TRY IT:
Of the entries that follow, how many lines hold the word "sqlx"? Reply with the number only.

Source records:
==========
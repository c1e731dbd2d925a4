// ABOUTME: Database access layer for the workout composition engine
// ABOUTME: Owns the SQLite pool, schema migrations, and per-entity query modules
//
// SPDX-License-Identifier: MIT OR Apache-2.0
// Copyright (c) 2025 Async-IO.org

//! # Database Management
//!
//! SQLite-backed storage for exercises, blocks, trainings, and their ordered
//! associations. Each entity keeps its queries in its own module as an
//! `impl Database` block; the composition flows that must stay atomic run
//! their statements through a [`TransactionGuard`].

pub(crate) mod blocks;
pub(crate) mod exercises;
pub(crate) mod tags;
pub(crate) mod trainings;
mod transactions;
pub(crate) mod users;

pub use transactions::TransactionGuard;

use std::str::FromStr;

use anyhow::Result;
use sqlx::sqlite::{SqliteConnectOptions, SqlitePoolOptions};
use sqlx::{Pool, Sqlite};

/// Database manager for the composition engine
#[derive(Clone)]
pub struct Database {
    pool: Pool<Sqlite>,
}

impl Database {
    /// Open a connection pool and run migrations
    ///
    /// # Errors
    ///
    /// Returns an error if the URL does not parse, the database file cannot
    /// be created, or a migration statement fails
    pub async fn new(database_url: &str) -> Result<Self> {
        let options = SqliteConnectOptions::from_str(database_url)?
            .create_if_missing(true)
            .foreign_keys(true);

        // A pooled :memory: database exists per connection, so the pool must
        // be pinned to a single connection to keep one coherent schema.
        let pool = if database_url.contains(":memory:") {
            SqlitePoolOptions::new()
                .max_connections(1)
                .idle_timeout(None)
                .max_lifetime(None)
                .connect_with(options)
                .await?
        } else {
            SqlitePoolOptions::new().connect_with(options).await?
        };

        let db = Self { pool };
        db.migrate().await?;
        Ok(db)
    }

    /// Get a reference to the database pool for advanced operations
    pub fn pool(&self) -> &Pool<Sqlite> {
        &self.pool
    }

    /// Begin a transaction wrapped in a rollback-on-drop guard
    ///
    /// # Errors
    ///
    /// Returns an error if a connection cannot be acquired from the pool
    pub async fn begin(&self) -> Result<TransactionGuard> {
        let tx = self.pool.begin().await?;
        Ok(TransactionGuard::new(tx))
    }

    /// Verify the database answers queries
    ///
    /// # Errors
    ///
    /// Returns an error if the probe query fails
    pub async fn ping(&self) -> Result<()> {
        sqlx::query("SELECT 1").execute(&self.pool).await?;
        Ok(())
    }

    /// Run database migrations
    ///
    /// # Errors
    ///
    /// Returns an error if any schema statement fails
    pub async fn migrate(&self) -> Result<()> {
        self.migrate_exercises().await?;
        self.migrate_blocks().await?;
        self.migrate_trainings().await?;
        self.migrate_tags().await?;
        self.migrate_users().await?;
        Ok(())
    }
}

#[cfg(test)]
mod tests {
    use super::*;

    pub(crate) async fn create_test_db() -> Result<Database> {
        // Each :memory: pool is its own isolated instance
        Database::new("sqlite::memory:").await
    }

    #[tokio::test]
    async fn test_migrations_are_idempotent() -> Result<()> {
        let db = create_test_db().await?;
        db.migrate().await?;
        db.migrate().await?;
        Ok(())
    }
}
==========
TASK RESPONSE:
3